La resistencia ucraniana
«Rusia entera es un país en la basura, excluido, arruinado por su sátrapa. Ucrania caerá, pero Rusia ya ha caído»
Los franceses tuvieron que inventarse la resistencia contra los nazis en la Francia ocupada porque no se resistieron a ellos cuando llegaron, para que no la ocupasen. En La caída de París, de Herbert Lottman, se cuenta un detalle significativo. Los nazis han invadido la ciudad y hay inquietud entre los parisinos, sobre todo entre los tenderos. Esta inquietud se disipa cuando el primer soldado alemán entra en una panadería y paga su baguette. Los alemanes pasaron tres años en París relativamente a gusto; entre ellos mi admirado Ernst Jünger (al que volveré pronto).
La resistencia ucraniana contra los rusos sí se ha manifestado en directo. Es de una hermosura desoladora: un empeño inútil, un sacrificio a cambio de una escenificación. En el escenario, los militares de Putin son ya unos seres irredimibles. Rusia entera es un país en la basura, excluido, arruinado por su sátrapa. Ucrania caerá, pero Rusia ya ha caído. Los rusos que también resisten lo saben. A ellos (a ellas: la anciana superviviente de Leningrado; la joven rubia del abrigo elegante, elegancia que no pierde en el revolcón de la Policía) tendrán que volverse sus compatriotas cuando quieran encontrar un poco de dignidad en este tiempo de miseria.

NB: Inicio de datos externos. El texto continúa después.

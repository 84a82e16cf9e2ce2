//! Parsing and validation of one parameter-set declaration.
//!
//! A declaration pairs an argument-name specifier with a sequence of value
//! rows. Parsing normalizes the names, enforces per-declaration uniqueness,
//! and checks every row's arity against the declared name count before the
//! declaration is handed to the accumulation machinery.

use std::collections::HashSet;
use std::fmt::Write as _;

use crate::errors::DeclarationError;
use crate::value::ParamValue;

/// Argument-name specifier accepted by [`ParamDeclaration::parse`].
///
/// Either a single comma-separated string (`"a,b"`) or an explicit ordered
/// list of names. Entries are trimmed during parsing.
#[derive(Debug, Clone, PartialEq, Eq)]
pub enum ArgNames {
    /// One string holding comma-separated names.
    Joined(String),
    /// An explicit ordered list of names.
    List(Vec<String>),
}

impl From<&str> for ArgNames {
    fn from(names: &str) -> Self {
        Self::Joined(names.to_owned())
    }
}

impl From<String> for ArgNames {
    fn from(names: String) -> Self {
        Self::Joined(names)
    }
}

impl From<Vec<String>> for ArgNames {
    fn from(names: Vec<String>) -> Self {
        Self::List(names)
    }
}

impl From<Vec<&str>> for ArgNames {
    fn from(names: Vec<&str>) -> Self {
        Self::List(names.into_iter().map(str::to_owned).collect())
    }
}

impl ArgNames {
    fn into_trimmed(self) -> Vec<String> {
        match self {
            Self::Joined(joined) => joined.split(',').map(|name| name.trim().to_owned()).collect(),
            Self::List(names) => names.into_iter().map(|name| name.trim().to_owned()).collect(),
        }
    }
}

/// One row of declared values.
///
/// A scalar row binds a single-argument declaration; a tuple row must match
/// the declaration's argument count exactly.
#[derive(Debug, Clone, PartialEq)]
pub enum ValueRow {
    /// A bare value, treated as a one-element row.
    Scalar(ParamValue),
    /// A fixed-arity row of values.
    Tuple(Vec<ParamValue>),
}

impl ValueRow {
    fn into_values(self) -> Vec<ParamValue> {
        match self {
            Self::Scalar(value) => vec![value],
            Self::Tuple(values) => values,
        }
    }
}

impl From<i64> for ValueRow {
    fn from(v: i64) -> Self {
        Self::Scalar(v.into())
    }
}

impl From<i32> for ValueRow {
    fn from(v: i32) -> Self {
        Self::Scalar(v.into())
    }
}

impl From<f64> for ValueRow {
    fn from(v: f64) -> Self {
        Self::Scalar(v.into())
    }
}

impl From<bool> for ValueRow {
    fn from(v: bool) -> Self {
        Self::Scalar(v.into())
    }
}

impl From<&str> for ValueRow {
    fn from(v: &str) -> Self {
        Self::Scalar(v.into())
    }
}

impl From<String> for ValueRow {
    fn from(v: String) -> Self {
        Self::Scalar(v.into())
    }
}

impl<A, B> From<(A, B)> for ValueRow
where
    A: Into<ParamValue>,
    B: Into<ParamValue>,
{
    fn from((a, b): (A, B)) -> Self {
        Self::Tuple(vec![a.into(), b.into()])
    }
}

impl<A, B, C> From<(A, B, C)> for ValueRow
where
    A: Into<ParamValue>,
    B: Into<ParamValue>,
    C: Into<ParamValue>,
{
    fn from((a, b, c): (A, B, C)) -> Self {
        Self::Tuple(vec![a.into(), b.into(), c.into()])
    }
}

impl<A, B, C, D> From<(A, B, C, D)> for ValueRow
where
    A: Into<ParamValue>,
    B: Into<ParamValue>,
    C: Into<ParamValue>,
    D: Into<ParamValue>,
{
    fn from((a, b, c, d): (A, B, C, D)) -> Self {
        Self::Tuple(vec![a.into(), b.into(), c.into(), d.into()])
    }
}

/// Build a `Vec<ValueRow>` from literal scalars or tuples.
///
/// # Examples
///
/// ```
/// use casewise_params::{ParamDeclaration, values};
///
/// let rows = values![(1, 2), (3, 4)];
/// let declaration = ParamDeclaration::parse("a,b", rows)?;
/// assert_eq!(declaration.row_count(), 2);
/// # Ok::<(), casewise_params::DeclarationError>(())
/// ```
#[macro_export]
macro_rules! values {
    ($($row:expr),+ $(,)?) => {
        vec![$($crate::ValueRow::from($row)),+]
    };
}

/// One parsed `(names, rows)` declaration, ready for accumulation.
///
/// Invariants established by [`ParamDeclaration::parse`]: names are trimmed,
/// non-empty, and unique within the declaration, and every row has exactly
/// one value per declared name.
#[derive(Debug, Clone, PartialEq)]
pub struct ParamDeclaration {
    names: Vec<String>,
    rows: Vec<Vec<ParamValue>>,
}

impl ParamDeclaration {
    /// Parse and validate one declaration.
    ///
    /// Scalar rows are wrapped as one-element rows; tuple rows must match the
    /// declared argument count.
    ///
    /// # Errors
    ///
    /// Returns [`DeclarationError::EmptyArgumentName`] for a blank name
    /// entry, [`DeclarationError::DuplicateArgumentNames`] when a name
    /// repeats within the declaration, and
    /// [`DeclarationError::ArityMismatch`] when a row's length differs from
    /// the declared name count.
    ///
    /// # Examples
    ///
    /// ```
    /// use casewise_params::{DeclarationError, ParamDeclaration, values};
    ///
    /// let declaration = ParamDeclaration::parse("a, b", values![(1, 2), (3, 4)])?;
    /// assert_eq!(declaration.names(), ["a", "b"]);
    ///
    /// let error = ParamDeclaration::parse("a,b", values![1]).unwrap_err();
    /// assert!(matches!(error, DeclarationError::ArityMismatch { expected: 2, .. }));
    /// # Ok::<(), DeclarationError>(())
    /// ```
    pub fn parse(
        names: impl Into<ArgNames>,
        rows: Vec<ValueRow>,
    ) -> Result<Self, DeclarationError> {
        let names = names.into().into_trimmed();

        let mut seen = HashSet::with_capacity(names.len());
        for (index, name) in names.iter().enumerate() {
            if name.is_empty() {
                return Err(DeclarationError::EmptyArgumentName { index });
            }
            if !seen.insert(name.as_str()) {
                return Err(DeclarationError::DuplicateArgumentNames { name: name.clone() });
            }
        }

        let mut parsed = Vec::with_capacity(rows.len());
        for (index, row) in rows.into_iter().enumerate() {
            let values = row.into_values();
            if values.len() != names.len() {
                return Err(DeclarationError::ArityMismatch {
                    index,
                    expected: names.len(),
                    actual: values.len(),
                    row: render_row(&values),
                });
            }
            parsed.push(values);
        }

        Ok(Self {
            names,
            rows: parsed,
        })
    }

    /// The declared argument names, in declaration order.
    #[must_use]
    pub fn names(&self) -> &[String] {
        &self.names
    }

    /// The validated value rows, one vector per row.
    #[must_use]
    pub fn rows(&self) -> &[Vec<ParamValue>] {
        &self.rows
    }

    /// Number of value rows in the declaration.
    #[must_use]
    pub fn row_count(&self) -> usize {
        self.rows.len()
    }
}

fn render_row(values: &[ParamValue]) -> String {
    let mut out = String::from("(");
    for (index, value) in values.iter().enumerate() {
        if index > 0 {
            out.push_str(", ");
        }
        let _ = write!(out, "{value}");
    }
    out.push(')');
    out
}

#[cfg(test)]
mod tests {
    use super::*;

    #[test]
    fn trims_joined_names() {
        let declaration =
            ParamDeclaration::parse("a , b", values![(1, 2)]).unwrap_or_else(|e| panic!("{e}"));
        assert_eq!(declaration.names(), ["a", "b"]);
    }

    #[test]
    fn accepts_explicit_name_list() {
        let declaration = ParamDeclaration::parse(vec!["a", "b"], values![(1, 2)])
            .unwrap_or_else(|e| panic!("{e}"));
        assert_eq!(declaration.names(), ["a", "b"]);
    }

    #[test]
    fn wraps_scalars_for_single_name() {
        let declaration =
            ParamDeclaration::parse("a", values![1, 2, 3]).unwrap_or_else(|e| panic!("{e}"));
        assert_eq!(declaration.row_count(), 3);
        assert_eq!(
            declaration.rows().first().map(Vec::as_slice),
            Some([ParamValue::Int(1)].as_slice())
        );
    }

    #[test]
    fn rejects_repeated_names() {
        let error = ParamDeclaration::parse("a,a", values![(1, 2)])
            .err()
            .unwrap_or_else(|| panic!("expected duplicate-name error"));
        assert!(matches!(
            error,
            DeclarationError::DuplicateArgumentNames { ref name } if name == "a"
        ));
    }

    #[test]
    fn rejects_blank_name_entries() {
        let error = ParamDeclaration::parse("a,,b", values![(1, 2, 3)])
            .err()
            .unwrap_or_else(|| panic!("expected empty-name error"));
        assert!(matches!(
            error,
            DeclarationError::EmptyArgumentName { index: 1 }
        ));
    }

    #[test]
    fn echoes_offending_row_in_arity_error() {
        let error = ParamDeclaration::parse("a,b", values![1])
            .err()
            .unwrap_or_else(|| panic!("expected arity error"));
        assert_eq!(
            error.to_string(),
            "wrong number of values at index 0, expected 2, got 1: (1)"
        );
    }
}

Ha vuelto la historia y con ella el sentido de los ejércitos. Hemos recordado lo que ha sido el ser humano siempre. Eugenio Trías nos definía como «especie erótica y guerrera». El amor (o el erotismo) y la guerra. Ahora toca la guerra. No hay estadios de civilización asentados. Todo puede saltar en cualquier momento. Jünger, que conoció bien la guerra (participó en las dos mundiales), escribió en La emboscadura, a propósito del socialdemócrata berlinés que abatió a unos cuantos nazis en el pasillo de su apartamento durante un registro: «Los periodos prolongados de calma favorecen ciertas ilusiones ópticas. Una de ellas es la suposición de que la inviolabilidad del domicilio se funda en la Constitución, se encuentra asegurada por ella. En realidad la inviolabilidad del domicilio se basa en el padre de familia que aparece en la puerta de la casa acompañado de sus hijos y empuñando un hacha».
Tal vez no nos gustaría que fuese así, pero es así. Hay que protegerse, porque estamos a expensas de que aparezca un Putin. Es de un realismo desagradable, pero imprescindible, reconocer que el derecho sin la fuerza es impotente. El ventriloquismo de nuestros podemitas, que reclaman la «vía diplomática» cuando los tanques rusos ya están aplastando a los ciudadanos de Ucrania, expresa el sarcasmo de las inercias ideológicas. Las cegueras que estas procuran se tornan aberrantes con los momentos decisivos. (Vale igual para el lepenismo francés: incómodos, pero lógicos, compañeros de viaje.)
La realidad ahora es la guerra, una guerra debida a un cabrón. Nadie ha alentado a los ucranianos a que resistan; tal vez habría sido más fácil para todos (fácil y humillante) que no lo hicieran. Pero han optado por hacerlo. Con o sin armas, lucharán; así que es mejor que tengan armas. Defienden la vida que vivimos, la vida democrática, frente al tirano invasor. Contra la tentación de la decadencia, han decidido dejarse la vida en el intento de preservar lo que tenían. Como los antiguos griegos. Mircea Cărtărescu ha comparado Ucrania con el paso de las Termópilas. Putin es Jerjes: un Jerjes con bombas nucleares. La historia es una repetición en espiral destructiva.
La resistencia ucraniana tiene un doble efecto (además de la estricta defensa de Ucrania, improbable): subraya la bellaquería de Putin, que ya es un condenado mundial, y revaloriza democracias como la nuestra. No imaginábamos que guardaran tanta fuerza para luchar así.